The North Adams Transcript reviews ACME NOVELTY LIBRARY 20

Investigating the dark side of families

North Adams Transcript    |    John E. Mitchell    |    April 3, 2010

ACME Novelty Library 20:
Lint by Chris Ware
(Drawn and Quarterly)

Even after the graphic novel explosion that has seen intellectually and creatively rich comics released by major publishers and embraced by lofty publications like The New Yorker, few creators have come close to surpassing one of the pioneers in exploring the art of the form and using it to tell a story beyond any narrative.

Creator Chris Ware has blazed a trail by making books that are entirely his own unmatched vision. With "ACME Novelty Library 20: Lint," he reveals the level to which comics compete with film and may actually be capable of filling in for the venerable old European art film styles that are now part of a bygone era.

Part of his continuing Rusty Brown narrative, "Lint" doesn’t so much chronicle the life of Jordan -- or Jason, as he prefers -- Lint, as it does let it happen in front of the reader.

Abandoned as a child by his mother and raised by a hostile father who seems to hold a grudge against his son, Lint spends his early years as a messed-up loser for whom all roads lead to disaster and meager expectations from the world around him. Like so many, Jordan the younger might not be superficially recognizable in the face -- or even lifestyle -- of Jordan the elder, but there is a ghost of a ne’er do well inside that haunts him, and sometimes seems to take control.


Whereas many comics flit between grid-style storytelling and free-form paneling, Ware’s page layout reflects the levels by which he measures reality. Large panels are broken into smaller ones piled on top of each other as the narrative flows, sometimes disintegrating further, to the point that the details are lost in the tiny frame.

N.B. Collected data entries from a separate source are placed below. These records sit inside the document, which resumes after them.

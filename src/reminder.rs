use agenda_reminder::config::ReminderConfig;
use color_eyre::eyre::Result;
use dotenv::dotenv;
use tracing::info;
use tracing_subscriber::FmtSubscriber;

/// Runs one reminder sweep and exits. Meant to be scheduled once a day.
#[tokio::main]
async fn main() -> Result<()> {
    // Initialize error handling
    color_eyre::install()?;

    // Load environment variables
    dotenv().ok();

    let config = ReminderConfig::from_env()?;

    // Initialize logging
    let subscriber = FmtSubscriber::builder()
        .with_max_level(config.log_level)
        .finish();
    tracing::subscriber::set_global_default(subscriber)?;

    let summary = agenda_reminder::run(config).await?;
    info!("Reminder sweep finished: {} sent, {} skipped", summary.sent, summary.skipped);

    Ok(())
}
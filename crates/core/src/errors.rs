use thiserror::Error;

#[derive(Error, Debug)]
pub enum AgendaError {
    #[error("Validation error: {0}")]
    Validation(String),

    #[error("Resource not found: {0}")]
    NotFound(String),

    #[error("Conflict: {0}")]
    Conflict(String),

    /// Reschedule link past its expiry; kept apart from `NotFound` so clients
    /// can tell "link expired" from "link unknown".
    #[error("Link expired: {0}")]
    Expired(String),

    /// The appointment behind a request is no longer in a state that allows it.
    #[error("Not eligible: {0}")]
    NotEligible(String),

    #[error("Database error: {0}")]
    Database(#[from] eyre::Report),

    #[error("Internal server error: {0}")]
    Internal(#[from] Box<dyn std::error::Error + Send + Sync>),
}

pub type AgendaResult<T> = Result<T, AgendaError>;
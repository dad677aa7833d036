use agenda_api::middleware::error_handling::{AppError, map_error};
use agenda_core::errors::AgendaError;
use axum::http::StatusCode;
use rstest::rstest;

#[rstest]
#[case(AgendaError::Validation("bad input".into()), StatusCode::BAD_REQUEST)]
#[case(AgendaError::NotFound("appointment".into()), StatusCode::NOT_FOUND)]
#[case(AgendaError::Conflict("slot taken".into()), StatusCode::CONFLICT)]
#[case(AgendaError::Expired("link".into()), StatusCode::GONE)]
#[case(AgendaError::NotEligible("cancelled".into()), StatusCode::UNPROCESSABLE_ENTITY)]
#[case(AgendaError::Database(eyre::eyre!("connection reset")), StatusCode::INTERNAL_SERVER_ERROR)]
fn test_error_status_mapping(#[case] error: AgendaError, #[case] expected: StatusCode) {
    let response = map_error(error);
    assert_eq!(response.status(), expected);
}

#[test]
fn test_eyre_report_is_a_server_error() {
    let error: AppError = eyre::eyre!("pool timed out").into();
    assert_eq!(error.status(), StatusCode::INTERNAL_SERVER_ERROR);
}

Other times smaller panels surround larger ones. His panel progression can be entirely instinctual, reflecting more than 100 years of comics-reading training in our culture. It can switch suddenly to a more alien structure that begs the reader to decipher the order, even as it presents visually the jumbled recollection of time that so many of us have.
The way Ware makes use of sequencing, layout and minimalist dialogue, and mixes them into sequences that are better described as visual poetry than dream sequences, bring to mind filmmakers from Peter Greenaway to Charles Taylor. Both of those filmmakers understand that the tools of their medium are really part of a coded grammar that can extend beyond the narrative to relate so many things words could never touch. Ware embraces this pursuit better than any comics creator alive today and, in doing so, reveals himself as one of our most potent artists and storytellers.